### [Information given]
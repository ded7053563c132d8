//! # Dynamic Array
//!
//! A growable, randomly indexable sequence with an explicit, fallible
//! surface: `pop` on an empty array reports [`Error::Underflow`] and every
//! indexed access is bounds-checked, reporting [`Error::OutOfRange`] rather
//! than panicking. Storage is a `Vec<T>`; this type adds the error contract
//! the other containers in the crate build on.
//!
//! `DynamicArray` backs both the hash map's bucket table and the min-heap's
//! element store.

use crate::error::{Error, Result};

/// A growable, bounds-checked sequence of values.
///
/// # Examples
/// ```
/// use chainmap::DynamicArray;
///
/// let mut array = DynamicArray::new();
/// array.append(3);
/// array.append(9);
/// assert_eq!(array.get(1), Ok(&9));
/// assert_eq!(array.pop(), Ok(9));
/// assert_eq!(array.len(), 1);
/// ```
#[derive(Debug, Clone, PartialEq, Eq)]
pub struct DynamicArray<T> {
    data: Vec<T>,
}

impl<T> DynamicArray<T> {
    /// Creates an empty array.
    pub fn new() -> Self {
        DynamicArray { data: Vec::new() }
    }

    /// Creates an empty array with room for `capacity` elements before the
    /// first reallocation.
    pub fn with_capacity(capacity: usize) -> Self {
        DynamicArray {
            data: Vec::with_capacity(capacity),
        }
    }

    /// Appends a value at the end of the array.
    pub fn append(&mut self, value: T) {
        self.data.push(value);
    }

    /// Removes and returns the last element.
    ///
    /// # Errors
    /// [`Error::Underflow`] if the array is empty.
    pub fn pop(&mut self) -> Result<T> {
        self.data.pop().ok_or(Error::Underflow)
    }

    /// Returns a reference to the element at `index`.
    ///
    /// # Errors
    /// [`Error::OutOfRange`] if `index >= len`.
    pub fn get(&self, index: usize) -> Result<&T> {
        let len = self.data.len();
        self.data.get(index).ok_or(Error::OutOfRange { index, len })
    }

    /// Returns a mutable reference to the element at `index`.
    ///
    /// # Errors
    /// [`Error::OutOfRange`] if `index >= len`.
    pub fn get_mut(&mut self, index: usize) -> Result<&mut T> {
        let len = self.data.len();
        self.data
            .get_mut(index)
            .ok_or(Error::OutOfRange { index, len })
    }

    /// Overwrites the element at `index`.
    ///
    /// # Errors
    /// [`Error::OutOfRange`] if `index >= len`.
    pub fn set(&mut self, index: usize, value: T) -> Result<()> {
        *self.get_mut(index)? = value;
        Ok(())
    }

    /// Swaps the elements at `i` and `j`.
    ///
    /// # Errors
    /// [`Error::OutOfRange`] if either index is `>= len`.
    pub fn swap(&mut self, i: usize, j: usize) -> Result<()> {
        let len = self.data.len();
        if i >= len {
            return Err(Error::OutOfRange { index: i, len });
        }
        if j >= len {
            return Err(Error::OutOfRange { index: j, len });
        }
        self.data.swap(i, j);
        Ok(())
    }

    /// Number of elements currently stored.
    pub fn len(&self) -> usize {
        self.data.len()
    }

    /// Returns `true` if the array holds no elements.
    pub fn is_empty(&self) -> bool {
        self.data.is_empty()
    }

    /// Iterates over the elements in index order.
    pub fn iter(&self) -> std::slice::Iter<'_, T> {
        self.data.iter()
    }

    /// The elements as a slice.
    pub fn as_slice(&self) -> &[T] {
        &self.data
    }

    /// The elements as a mutable slice.
    pub fn as_mut_slice(&mut self) -> &mut [T] {
        &mut self.data
    }
}

impl<T> Default for DynamicArray<T> {
    fn default() -> Self {
        Self::new()
    }
}

impl<T> IntoIterator for DynamicArray<T> {
    type Item = T;
    type IntoIter = std::vec::IntoIter<T>;

    fn into_iter(self) -> Self::IntoIter {
        self.data.into_iter()
    }
}

impl<'a, T> IntoIterator for &'a DynamicArray<T> {
    type Item = &'a T;
    type IntoIter = std::slice::Iter<'a, T>;

    fn into_iter(self) -> Self::IntoIter {
        self.data.iter()
    }
}

impl<T> FromIterator<T> for DynamicArray<T> {
    fn from_iter<I: IntoIterator<Item = T>>(iter: I) -> Self {
        DynamicArray {
            data: iter.into_iter().collect(),
        }
    }
}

### [What you should do]
Show every line from the entries that includes the word "capacity".

### [Written answer]
    /// Creates an empty array with room for `capacity` elements before the
    pub fn with_capacity(capacity: usize) -> Self {
            data: Vec::with_capacity(capacity),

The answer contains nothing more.